Competitor Church & Dwight (C&D) filed a false advertising suit alleging that in addition to statements in TV and website ads such as “It’s like two tests in one!,” “Pregnant 1–2 Weeks,” “Pregnant 2–3 Weeks” or “Pregnant 3+ Weeks,” the name of the product itself—“Advanced Pregnancy Test With Weeks Estimator”—was deceptive.

According to C&D, the claims communicated to women that the Weeks Estimator could tell them how many weeks they had been pregnant, based on their last day of ovulation. But the medical profession does not measure pregnancy by reference to the time of ovulation, C&D argued. Instead, the measurement is based on the “universally accepted convention” that pregnancy begins at the time the woman’s last menstrual period starts—typically two weeks prior to ovulation.

SPD moved to dismiss the suit on pre-emption grounds, pointing to Food and Drug Administration regulations and the Food, Drug, and Cosmetic Act. But U.S. District Court Judge Alison J. Nathan denied the motion in 2014.

Following a bench trial on liability in 2015, the court found that SPD engaged in false advertising in violation of the Lanham Act and that C&D was entitled to a permanent injunction. SPD “recognized and understood that the Weeks Estimator’s result did not align with how doctors express pregnancy duration and that this misalignment could confuse consumers,” the court wrote. “Rather than clarify its product advertising, SPD’s staff sought to exploit the confusion.”

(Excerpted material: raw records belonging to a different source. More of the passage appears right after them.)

//! Filter AST & operators
//!
//! A `FilterNode` is a value object: built per query, walked by the
//! validator and optimizer, evaluated (or translated to SQL) by the
//! executor, then discarded.

pub mod executor;
pub mod optimizer;
pub mod parser;
pub mod validator;

pub use executor::{Executor, SqlPushdown};
pub use optimizer::{optimize, OptimizedChain, OptimizerContext};
pub use parser::Parser;
pub use validator::{validate, ValidationResult};

use serde::{Deserialize, Serialize};

/// A typed filter value. Distinct from `JsonValue` because filter literals
/// never need object/nested-array shapes — only scalars and flat lists.
#[derive(Debug, Clone, PartialEq, Serialize, Deserialize)]
#[serde(untagged)]
pub enum FilterValue {
    Null,
    Bool(bool),
    Number(f64),
    String(String),
    Array(Vec<FilterValue>),
}

impl FilterValue {
    pub fn as_f64(&self) -> Option<f64> {
        match self {
            FilterValue::Number(n) => Some(*n),
            FilterValue::String(s) => s.trim().parse().ok(),
            FilterValue::Bool(b) => Some(if *b { 1.0 } else { 0.0 }),
            _ => None,
        }
    }

    pub fn as_str_coerced(&self) -> Option<String> {
        match self {
            FilterValue::String(s) => Some(s.clone()),
            FilterValue::Number(n) => Some(format!("{n}")),
            FilterValue::Bool(b) => Some(b.to_string()),
            FilterValue::Null => None,
            FilterValue::Array(_) => None,
        }
    }

    pub fn as_array(&self) -> Option<&[FilterValue]> {
        match self {
            FilterValue::Array(items) => Some(items),
            _ => None,
        }
    }
}

impl From<&str> for FilterValue {
    fn from(value: &str) -> Self {
        FilterValue::String(value.to_string())
    }
}

impl From<f64> for FilterValue {
    fn from(value: f64) -> Self {
        FilterValue::Number(value)
    }
}

/// Comparison operators, valid on `Comparison` nodes.
#[derive(Debug, Clone, Copy, PartialEq, Eq, Serialize, Deserialize)]
#[serde(rename_all = "snake_case")]
pub enum ComparisonOp {
    Eq,
    Ne,
    Gt,
    Lt,
    Ge,
    Le,
    Contains,
    StartsWith,
    EndsWith,
    In,
    NotIn,
    Between,
    Like,
    Regex,
}

/// Logical operators, valid on `Logical` nodes.
#[derive(Debug, Clone, Copy, PartialEq, Eq, Serialize, Deserialize)]
#[serde(rename_all = "snake_case")]
pub enum LogicalOp {
    And,
    Or,
    Not,
}

/// Temporal operators, valid on `Temporal` nodes.
#[derive(Debug, Clone, Copy, PartialEq, Eq, Serialize, Deserialize)]
#[serde(rename_all = "snake_case")]
pub enum TemporalOp {
    Before,
    After,
    Within,
    AgeLt,
    AgeGt,
}

/// Spatial operators. Never executed: the validator rejects them at parse
/// time (Open Question resolution, see design notes).
#[derive(Debug, Clone, Copy, PartialEq, Eq, Serialize, Deserialize)]
#[serde(rename_all = "snake_case")]
pub enum SpatialOp {
    Near,
    WithinRadius,
    ContainsPoint,
}

/// Semantic operators, valid on `Semantic` nodes.
#[derive(Debug, Clone, Copy, PartialEq, Eq, Serialize, Deserialize)]
#[serde(rename_all = "snake_case")]
pub enum SemanticOp {
    SimilarTo,
    RelatedTo,
}

/// The operator carried by a node, tagged by which group it belongs to.
#[derive(Debug, Clone, Copy, PartialEq, Eq, Serialize, Deserialize)]
#[serde(tag = "group", rename_all = "snake_case")]
pub enum Operator {
    Comparison(ComparisonOp),
    Logical(LogicalOp),
    Temporal(TemporalOp),
    Spatial(SpatialOp),
    Semantic(SemanticOp),
}

impl Operator {
    pub fn name(&self) -> &'static str {
        match self {
            Operator::Comparison(ComparisonOp::Eq) => "eq",
            Operator::Comparison(ComparisonOp::Ne) => "ne",
            Operator::Comparison(ComparisonOp::Gt) => "gt",
            Operator::Comparison(ComparisonOp::Lt) => "lt",
            Operator::Comparison(ComparisonOp::Ge) => "ge",
            Operator::Comparison(ComparisonOp::Le) => "le",
            Operator::Comparison(ComparisonOp::Contains) => "contains",
            Operator::Comparison(ComparisonOp::StartsWith) => "starts_with",
            Operator::Comparison(ComparisonOp::EndsWith) => "ends_with",
            Operator::Comparison(ComparisonOp::In) => "in",
            Operator::Comparison(ComparisonOp::NotIn) => "not_in",
            Operator::Comparison(ComparisonOp::Between) => "between",
            Operator::Comparison(ComparisonOp::Like) => "like",
            Operator::Comparison(ComparisonOp::Regex) => "regex",
            Operator::Logical(LogicalOp::And) => "and",
            Operator::Logical(LogicalOp::Or) => "or",
            Operator::Logical(LogicalOp::Not) => "not",
            Operator::Temporal(TemporalOp::Before) => "before",
            Operator::Temporal(TemporalOp::After) => "after",
            Operator::Temporal(TemporalOp::Within) => "within",
            Operator::Temporal(TemporalOp::AgeLt) => "age_lt",
            Operator::Temporal(TemporalOp::AgeGt) => "age_gt",
            Operator::Spatial(SpatialOp::Near) => "near",
            Operator::Spatial(SpatialOp::WithinRadius) => "within_radius",
            Operator::Spatial(SpatialOp::ContainsPoint) => "contains_point",
            Operator::Semantic(SemanticOp::SimilarTo) => "similar_to",
            Operator::Semantic(SemanticOp::RelatedTo) => "related_to",
        }
    }

    pub fn is_spatial(&self) -> bool {
        matches!(self, Operator::Spatial(_))
    }
}

/// Evaluation/combination hints carried alongside a node.
#[derive(Debug, Clone, Default, Serialize, Deserialize)]
#[serde(rename_all = "camelCase")]
pub struct NodeMetadata {
    pub weight: Option<f64>,
    pub combination_strategy: Option<CombinationStrategy>,
    pub case_sensitive: Option<bool>,
}

/// Strategies for combining a set of sibling filters (§4.5).
#[derive(Debug, Clone, Copy, PartialEq, Eq, Serialize, Deserialize)]
#[serde(rename_all = "snake_case")]
pub enum CombinationStrategy {
    Intersection,
    Union,
    Complement,
    Cascade,
    Parallel,
    Weighted,
}

/// A node in the filter AST.
#[derive(Debug, Clone, Serialize, Deserialize)]
#[serde(rename_all = "camelCase")]
pub struct FilterNode {
    pub field: String,
    pub operator: Operator,
    pub value: FilterValue,
    pub children: Vec<FilterNode>,
    pub metadata: NodeMetadata,
}

impl FilterNode {
    pub fn comparison(field: impl Into<String>, op: ComparisonOp, value: FilterValue) -> Self {
        Self {
            field: field.into(),
            operator: Operator::Comparison(op),
            value,
            children: Vec::new(),
            metadata: NodeMetadata::default(),
        }
    }

    pub fn and(children: Vec<FilterNode>) -> Self {
        Self {
            field: String::new(),
            operator: Operator::Logical(LogicalOp::And),
            value: FilterValue::Null,
            children,
            metadata: NodeMetadata::default(),
        }
    }

    pub fn or(children: Vec<FilterNode>) -> Self {
        Self {
            field: String::new(),
            operator: Operator::Logical(LogicalOp::Or),
            value: FilterValue::Null,
            children,
            metadata: NodeMetadata::default(),
        }
    }

    pub fn not(child: FilterNode) -> Self {
        Self {
            field: String::new(),
            operator: Operator::Logical(LogicalOp::Not),
            value: FilterValue::Null,
            children: vec![child],
            metadata: NodeMetadata::default(),
        }
    }

    pub fn is_logical(&self) -> bool {
        matches!(self.operator, Operator::Logical(_))
    }

    /// Depth of this subtree, a leaf has depth 1.
    pub fn depth(&self) -> usize {
        1 + self.children.iter().map(FilterNode::depth).max().unwrap_or(0)
    }
}
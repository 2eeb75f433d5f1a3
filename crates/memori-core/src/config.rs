//! Configuration surfaces
//!
//! Plain, `serde`-deserializable structs with documented defaults, the same
//! shape the teacher crate uses for `HybridSearchConfig` / `VectorIndexConfig`.

use serde::{Deserialize, Serialize};

/// Field-path handling options for the Metadata Strategy.
#[derive(Debug, Clone, Serialize, Deserialize)]
#[serde(rename_all = "camelCase")]
pub struct FieldsConfig {
    pub enable_nested_access: bool,
    pub max_depth: u8,
    pub enable_type_validation: bool,
    pub enable_field_discovery: bool,
}

impl Default for FieldsConfig {
    fn default() -> Self {
        Self {
            enable_nested_access: true,
            max_depth: 5,
            enable_type_validation: true,
            enable_field_discovery: true,
        }
    }
}

/// Group-aggregation options for the Metadata Strategy.
#[derive(Debug, Clone, Serialize, Deserialize)]
#[serde(rename_all = "camelCase")]
pub struct AggregationConfig {
    pub enable_aggregation: bool,
    pub max_group_fields: u8,
}

impl Default for AggregationConfig {
    fn default() -> Self {
        Self {
            enable_aggregation: false,
            max_group_fields: 3,
        }
    }
}

/// Validation policy for matched metadata rows.
#[derive(Debug, Clone, Serialize, Deserialize)]
#[serde(rename_all = "camelCase")]
pub struct ValidationConfig {
    pub strict_validation: bool,
    pub enable_custom_validators: bool,
    pub fail_on_invalid_metadata: bool,
}

impl Default for ValidationConfig {
    fn default() -> Self {
        Self {
            strict_validation: false,
            enable_custom_validators: false,
            fail_on_invalid_metadata: false,
        }
    }
}

/// Performance-related knobs for the Metadata Strategy.
#[derive(Debug, Clone, Serialize, Deserialize)]
#[serde(rename_all = "camelCase")]
pub struct PerformanceConfig {
    pub enable_query_optimization: bool,
    pub enable_result_caching: bool,
    pub max_execution_time_ms: u32,
    pub batch_size: u16,
    pub cache_size: usize,
}

impl Default for PerformanceConfig {
    fn default() -> Self {
        Self {
            enable_query_optimization: true,
            enable_result_caching: true,
            max_execution_time_ms: 5_000,
            batch_size: 100,
            cache_size: 256,
        }
    }
}

/// The full Metadata Strategy configuration recognized by `spec.md` §6.
#[derive(Debug, Clone, Default, Serialize, Deserialize)]
#[serde(rename_all = "camelCase")]
pub struct MetadataStrategyConfig {
    #[serde(default)]
    pub fields: FieldsConfig,
    #[serde(default)]
    pub aggregation: AggregationConfig,
    #[serde(default)]
    pub validation: ValidationConfig,
    #[serde(default)]
    pub performance: PerformanceConfig,
}

/// Capture-layer configuration: hook timeout and environment resolution.
#[derive(Debug, Clone)]
pub struct CaptureConfig {
    /// Upper bound on hook processing time before the write is dropped.
    pub hook_timeout: std::time::Duration,
    pub chat_memory_enabled: bool,
    pub embedding_memory_enabled: bool,
}

impl Default for CaptureConfig {
    fn default() -> Self {
        Self {
            hook_timeout: std::time::Duration::from_secs(30),
            chat_memory_enabled: true,
            embedding_memory_enabled: true,
        }
    }
}

/// Resolves the database location the same way the capture layer does:
/// `MEMORI_DATABASE_URL`, then `DATABASE_URL`, then a local file.
pub fn resolve_database_path() -> String {
    std::env::var("MEMORI_DATABASE_URL")
        .or_else(|_| std::env::var("DATABASE_URL"))
        .unwrap_or_else(|_| "memori.db".to_string())
}
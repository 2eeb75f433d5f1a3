//! Classifier — external-adjacent component the Capture layer calls.
//!
//! The core treats classification as polymorphic over one capability,
//! `classify`; concrete implementations vary by LLM provider and live
//! outside this crate. The only contract the core depends on is the shape
//! of `ProcessedMemory` and the fixed classification/importance/retention
//! enumerations.

use std::collections::BTreeMap;

use async_trait::async_trait;
use serde::{Deserialize, Serialize};

use crate::error::Result;
use crate::memory::{Classification, Importance, JsonValue, RetentionType};

/// The output a Classifier must produce for one exchange — everything a
/// `Memory` row needs except the bookkeeping columns the Store fills in
/// itself (id, timestamps, duplicate/consolidation state).
#[derive(Debug, Clone, Serialize, Deserialize)]
#[serde(rename_all = "camelCase")]
pub struct ProcessedMemory {
    pub searchable_content: String,
    pub summary: String,
    pub classification: Classification,
    pub importance: Importance,
    pub importance_score: f64,
    pub confidence_score: f64,
    pub topic: Option<String>,
    pub entities: Vec<String>,
    pub keywords: Vec<String>,
    pub category_primary: String,
    pub classification_reason: String,
    pub retention_type: RetentionType,
    pub processed_data: BTreeMap<String, JsonValue>,
}

/// Context handed to the classifier alongside the raw exchange: the
/// namespace it's scoped to and whatever surrounding chat history the
/// caller thinks is relevant.
#[derive(Debug, Clone, Default)]
pub struct ClassifyContext {
    pub namespace: String,
    pub recent_history: Vec<String>,
}

/// Polymorphic over one capability: turning an exchange into a
/// classified memory. Implementations are provider-specific and live
/// outside the core.
#[async_trait]
pub trait Classifier: Send + Sync {
    async fn classify(
        &self,
        user_input: &str,
        assistant_output: &str,
        context: &ClassifyContext,
    ) -> Result<ProcessedMemory>;
}

/// The deterministic output used whenever classification fails to parse.
/// Not a `Classifier` in its own right — a pure function any
/// implementation should fall back to on a JSON parse error.
pub fn fallback_processed_memory(user_input: &str) -> ProcessedMemory {
    const SUMMARY_CHARS: usize = 100;
    let summary: String = if user_input.chars().count() > SUMMARY_CHARS {
        format!("{}...", user_input.chars().take(SUMMARY_CHARS).collect::<String>())
    } else {
        user_input.to_string()
    };

    ProcessedMemory {
        searchable_content: user_input.to_string(),
        summary,
        classification: Classification::Conversational,
        importance: Importance::Medium,
        importance_score: 0.5,
        confidence_score: 0.5,
        topic: None,
        entities: Vec::new(),
        keywords: Vec::new(),
        category_primary: "general".to_string(),
        classification_reason: "Fallback processing due to error".to_string(),
        retention_type: RetentionType::ShortTerm,
        processed_data: BTreeMap::new(),
    }
}

/// A classifier that always returns the deterministic fallback, useful
/// as a null object in tests and as the default when no provider-backed
/// implementation is configured.
pub struct FallbackClassifier;

#[async_trait]
impl Classifier for FallbackClassifier {
    async fn classify(&self, user_input: &str, _assistant_output: &str, _context: &ClassifyContext) -> Result<ProcessedMemory> {
        Ok(fallback_processed_memory(user_input))
    }
}
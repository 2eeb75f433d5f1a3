//! Search module
//!
//! A strategy registry (not a class hierarchy, per the design notes):
//! each strategy is a value exposing `can_handle` + `search`, and the
//! dispatcher fans a query out to every strategy that claims it, then
//! fuses the result lists.

pub mod dispatcher;
pub mod metadata;

pub use dispatcher::{reciprocal_rank_fusion, SearchDispatcher, StrategyRegistry};
pub use metadata::{MetadataField, MetadataFilters, MetadataOp, MetadataStrategy};

use chrono::{DateTime, Utc};
use serde::{Deserialize, Serialize};

use crate::error::Result;
use crate::memory::Memory;
use crate::storage::Store;

/// A search request scoped to one namespace.
#[derive(Debug, Clone)]
pub struct SearchQuery {
    pub namespace: String,
    pub text: String,
    pub limit: usize,
    pub offset: usize,
    pub metadata_filters: Option<MetadataFilters>,
    pub sort: Option<String>,
}

impl SearchQuery {
    pub fn new(namespace: impl Into<String>, text: impl Into<String>) -> Self {
        Self {
            namespace: namespace.into(),
            text: text.into(),
            limit: 20,
            offset: 0,
            metadata_filters: None,
            sort: None,
        }
    }
}

/// The metadata block every search result carries, per the external
/// interface contract.
#[derive(Debug, Clone, Serialize, Deserialize)]
#[serde(rename_all = "camelCase")]
pub struct SearchResultMetadata {
    pub summary: String,
    pub category: String,
    pub importance_score: f64,
    pub memory_type: String,
    pub created_at: DateTime<Utc>,
}

/// A single ranked search hit.
#[derive(Debug, Clone, Serialize, Deserialize)]
#[serde(rename_all = "camelCase")]
pub struct SearchResult {
    pub id: String,
    pub content: String,
    pub score: f64,
    pub strategy: String,
    pub timestamp: DateTime<Utc>,
    pub metadata: SearchResultMetadata,
}

impl SearchResult {
    pub fn from_memory(memory: &Memory, score: f64, strategy: &str) -> Self {
        Self {
            id: memory.id.clone(),
            content: memory.searchable_content.clone(),
            score: score.clamp(0.0, 1.0),
            strategy: strategy.to_string(),
            timestamp: memory.created_at,
            metadata: SearchResultMetadata {
                summary: memory.summary.clone(),
                category: memory.category_primary.clone(),
                importance_score: memory.importance_score,
                memory_type: memory.classification.as_str().to_string(),
                created_at: memory.created_at,
            },
        }
    }
}

/// A named search algorithm. Implementations are plain values held in a
/// `StrategyRegistry`, never a base class.
pub trait Strategy: Send + Sync {
    fn name(&self) -> &str;
    fn can_handle(&self, query: &SearchQuery) -> bool;
    fn search(&self, store: &Store, query: &SearchQuery) -> Result<Vec<SearchResult>>;
}

/// Full-text strategy backed by the FTS5 mirror, ranked by BM25.
pub struct FtsStrategy;

impl Strategy for FtsStrategy {
    fn name(&self) -> &str {
        "fts"
    }

    fn can_handle(&self, query: &SearchQuery) -> bool {
        !query.text.trim().is_empty()
    }

    fn search(&self, store: &Store, query: &SearchQuery) -> Result<Vec<SearchResult>> {
        let hits = store.fts_query(&query.namespace, &query.text, query.limit + query.offset)?;
        Ok(hits
            .into_iter()
            .skip(query.offset)
            .take(query.limit)
            .map(|hit| {
                let normalized = 1.0 / (1.0 + hit.bm25_rank.abs());
                SearchResult::from_memory(&hit.memory, normalized, "fts")
            })
            .collect())
    }
}

/// Free-text tokens that route a query to the temporal strategy, the same
/// token-sniffing idiom `CategoryStrategy` uses for `category:`.
const RECENCY_KEYWORDS: &[&str] = &["recent", "latest", "newest", "oldest", "today", "yesterday"];

/// Temporal strategy: orders a namespace by `createdAt`, most-recent first
/// unless `sort` asks for "oldest", scoring by normalized recency.
pub struct TemporalStrategy;

impl Strategy for TemporalStrategy {
    fn name(&self) -> &str {
        "temporal"
    }

    fn can_handle(&self, query: &SearchQuery) -> bool {
        let wants_oldest_or_newest = matches!(query.sort.as_deref(), Some("recent") | Some("newest") | Some("oldest"));
        let text = query.text.to_lowercase();
        wants_oldest_or_newest || RECENCY_KEYWORDS.iter().any(|kw| text.contains(kw))
    }

    fn search(&self, store: &Store, query: &SearchQuery) -> Result<Vec<SearchResult>> {
        let mut rows = store.find_all(&query.namespace)?;
        let oldest_first = matches!(query.sort.as_deref(), Some("oldest"));
        rows.sort_by(|a, b| if oldest_first { a.created_at.cmp(&b.created_at) } else { b.created_at.cmp(&a.created_at) });

        let now = Utc::now();
        let max_age_seconds = rows
            .iter()
            .map(|m| (now - m.created_at).num_seconds().max(0) as f64)
            .fold(0.0_f64, f64::max)
            .max(1.0);

        Ok(rows
            .into_iter()
            .skip(query.offset)
            .take(query.limit)
            .map(|m| {
                let age_seconds = (now - m.created_at).num_seconds().max(0) as f64;
                let score = 1.0 - (age_seconds / max_age_seconds).clamp(0.0, 1.0);
                SearchResult::from_memory(&m, score, "temporal")
            })
            .collect())
    }
}

/// Category strategy: an exact match on `categoryPrimary` supplied as a
/// metadata filter field named `category`.
pub struct CategoryStrategy;

impl Strategy for CategoryStrategy {
    fn name(&self) -> &str {
        "category"
    }

    fn can_handle(&self, query: &SearchQuery) -> bool {
        query
            .metadata_filters
            .as_ref()
            .map(|f| f.fields.iter().any(|field| field.key == "category"))
            .unwrap_or(false)
    }

    fn search(&self, store: &Store, query: &SearchQuery) -> Result<Vec<SearchResult>> {
        let all = store.find_all(&query.namespace)?;
        let category = query
            .text
            .split_whitespace()
            .find_map(|tok| tok.strip_prefix("category:"))
            .unwrap_or(query.text.trim());
        let matches: Vec<SearchResult> = all
            .iter()
            .filter(|m| m.category_primary == category)
            .skip(query.offset)
            .take(query.limit)
            .map(|m| SearchResult::from_memory(m, 0.8, "category"))
            .collect();
        Ok(matches)
    }
}
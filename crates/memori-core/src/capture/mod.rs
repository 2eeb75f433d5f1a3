//! Capture layer
//!
//! Wraps a provider call with an `after` hook that classifies the
//! exchange and persists it, without ever changing the provider's return
//! value and without ever surfacing its own failures to the caller.

pub mod classifier;

pub use classifier::{fallback_processed_memory, ClassifyContext, Classifier, FallbackClassifier, ProcessedMemory};

use std::sync::Arc;

use tracing::{error, trace, warn};

use crate::config::CaptureConfig;
use crate::memory::ChatHistory;
use crate::storage::Store;

/// The inputs and provider response an `afterChat` hook observes. The
/// hook reads these; it never mutates `response`.
#[derive(Debug, Clone)]
pub struct ChatExchange {
    pub namespace: String,
    pub chat_id: String,
    pub last_user_message: String,
    pub assistant_content: String,
}

/// The inputs an `afterEmbedding` hook observes, collapsed into a
/// surrogate exchange so it can go through the same classify/persist path
/// as a chat turn.
#[derive(Debug, Clone)]
pub struct EmbeddingCall {
    pub namespace: String,
    pub chat_id: String,
    pub input_text: String,
    pub model: String,
}

impl EmbeddingCall {
    fn as_surrogate_exchange(&self) -> ChatExchange {
        ChatExchange {
            namespace: self.namespace.clone(),
            chat_id: self.chat_id.clone(),
            last_user_message: self.input_text.clone(),
            assistant_content: format!("[embedding request via {}]", self.model),
        }
    }
}

/// Wraps every provider call with a classify-then-persist hook, bounded
/// by a timeout so a slow or hung classifier never blocks the caller
/// beyond the configured budget.
pub struct CaptureLayer {
    store: Arc<Store>,
    classifier: Arc<dyn Classifier>,
    config: CaptureConfig,
}

impl CaptureLayer {
    pub fn new(store: Arc<Store>, classifier: Arc<dyn Classifier>, config: CaptureConfig) -> Self {
        Self { store, classifier, config }
    }

    /// `afterChat(params, response)`: submits the exchange to the
    /// classifier and persists the result, if chat-memory capture is
    /// enabled and the exchange is non-empty.
    pub async fn after_chat(&self, exchange: ChatExchange) {
        if !self.config.chat_memory_enabled {
            return;
        }
        if exchange.last_user_message.trim().is_empty() && exchange.assistant_content.trim().is_empty() {
            return;
        }
        self.run_hook(exchange).await;
    }

    /// `afterEmbedding(params, response)`: synthesizes a surrogate
    /// exchange describing the embedding request and submits it the same
    /// way as a chat turn.
    pub async fn after_embedding(&self, call: EmbeddingCall) {
        if !self.config.embedding_memory_enabled {
            return;
        }
        if call.input_text.trim().is_empty() {
            return;
        }
        self.run_hook(call.as_surrogate_exchange()).await;
    }

    /// Never changes the provider's return value and never surfaces a
    /// failure; only the time budget and final log line are observable.
    async fn run_hook(&self, exchange: ChatExchange) {
        let namespace = exchange.namespace.clone();
        let chat_id = exchange.chat_id.clone();
        trace!(namespace = %namespace, chat_id = %chat_id, "capture hook entered");
        let outcome = tokio::time::timeout(self.config.hook_timeout, self.classify_and_persist(exchange)).await;

        match outcome {
            Ok(Ok(())) => {}
            Ok(Err(e)) => error!(namespace = %namespace, chat_id = %chat_id, error = %e, "capture hook failed"),
            Err(_) => warn!(namespace = %namespace, chat_id = %chat_id, timeout_ms = %self.config.hook_timeout.as_millis(), "capture hook abandoned after timeout"),
        }
    }

    async fn classify_and_persist(&self, exchange: ChatExchange) -> crate::error::Result<()> {
        let context = ClassifyContext { namespace: exchange.namespace.clone(), recent_history: Vec::new() };
        let processed = match self
            .classifier
            .classify(&exchange.last_user_message, &exchange.assistant_content, &context)
            .await
        {
            Ok(processed) => processed,
            Err(e) => {
                warn!(error = %e, "classifier failed, using deterministic fallback");
                fallback_processed_memory(&exchange.last_user_message)
            }
        };

        self.persist(&exchange.namespace, &exchange.chat_id, processed, &exchange.last_user_message, &exchange.assistant_content)
    }

    /// Within a single Store transaction: (a) writes a ChatHistory row
    /// capped at 500/2000 chars — a failure here is logged and ignored —
    /// then (b) writes the Memory row, whose failure is fatal to the hook.
    /// Declared relationships are the memory's own `related_memories`
    /// list, since this schema has no separate relationships table.
    fn persist(
        &self,
        namespace: &str,
        chat_id: &str,
        processed: ProcessedMemory,
        user_message: &str,
        assistant_message: &str,
    ) -> crate::error::Result<()> {
        let history = ChatHistory::new(namespace, user_message, assistant_message);
        let memory = crate::memory::Memory {
            id: chat_id.to_string(),
            namespace: namespace.to_string(),
            searchable_content: processed.searchable_content,
            summary: processed.summary,
            classification: processed.classification,
            importance: processed.importance,
            importance_score: processed.importance_score,
            confidence_score: processed.confidence_score,
            topic: processed.topic,
            entities: processed.entities,
            keywords: processed.keywords,
            category_primary: processed.category_primary,
            classification_reason: processed.classification_reason,
            retention_type: processed.retention_type,
            extraction_timestamp: chrono::Utc::now(),
            created_at: chrono::Utc::now(),
            duplicate_of: None,
            related_memories: Vec::new(),
            consolidation_timestamp: None,
            processed_data: processed.processed_data,
        };

        self.store.with_transaction(|tx| {
            if let Err(e) = Store::insert_chat_history_tx(tx, &history) {
                warn!(error = %e, "chat history write failed, continuing without it");
            }
            Store::insert_tx(tx, &memory)?;
            Ok(())
        })
    }
}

The U.S. Court of Appeals for the Second Circuit affirmed the court’s liability decision in 2016. A three-day bench trial on damages was conducted in December 2017, and after testimony from 12 witnesses and the entry of approximately 680 exhibits from both parties, Judge Nathan entered judgment in the amount of $9,955,018.

Both sides used a “market share allocation” approach to calculate C&D’s lost profits. The plaintiff’s expert first determined how many Weeks Estimator sticks were sold by SPD throughout the damages period and then decided how many of those sales at retail would have gone to C&D’s competing pregnancy sticks had the Weeks Estimator not been sold.

The expert assumed that sales of the Weeks Estimator impacted sales of C&D’s product proportionally to its relative share of the pregnancy test stick market for each quarter, an assumption the expert said was confirmed by a regression analysis. He then multiplied the share per quarter by the number of Weeks Estimator sticks sold each quarter and by C&D’s per-stick incremental profit margin. The total for these calculations: $9,955,018.

Judge Nathan rejected SPD’s suggested damages award (and redacted the amount in the opinion). While the defendant’s expert agreed that a market share allocation was the best approach, he criticized the plaintiff’s expert at each step of the analysis.

The court was persuaded that the assumptions made by the plaintiff’s expert were reasonable and adopted his recommended damages.

“[T]his is a competitive market in which the parties own the top two brands; and there is one key distinguishing feature between the Product and similar test sticks—a feature that was the subject of false advertising directed at both consumers and retailers,” the court wrote. “It was also reasonable because the evidence suggesting that some subset of consumers were unaffected by the advertising was not persuasive.”

While it is likely that some consumers bought the Weeks Estimator for reasons disconnected from the false advertising, “SPD has not supported any one of these alternative reasons, or even the totality of these other reasons, with evidence sufficient to overcome the evidence of the reasonableness of [the plaintiff’s expert’s] core market share assumption,” the court added. “SPD pervasively falsely advertised the Product from its launch, never advertised it in a truthful manner, and has not affirmatively offered any of its own data regarding the number of purchasers who were not deceived.”

However, Judge Nathan declined to treble C&D’s damages, finding that the “award of nearly $10 million is both adequate compensation to C&D for all harm done and adequate deterrence against any future false advertising by SPD.” Similarly, the court refused additional awards of disgorgement, punitive damages under New York law, attorneys’ fees or interest, holding that SPD’s conduct was not an “exceptional case” or “sufficiently egregious” to justify such awards.

To read the opinion and order in Church & Dwight, Co. v. SPD Swiss Precision Diagnostics GmbH, click here.

Why it matters: The decision highlights the potential costs of false advertising, which include the more than four years of litigation expenses for pretrial motions, trials and an appeal, and almost $10 million in damages.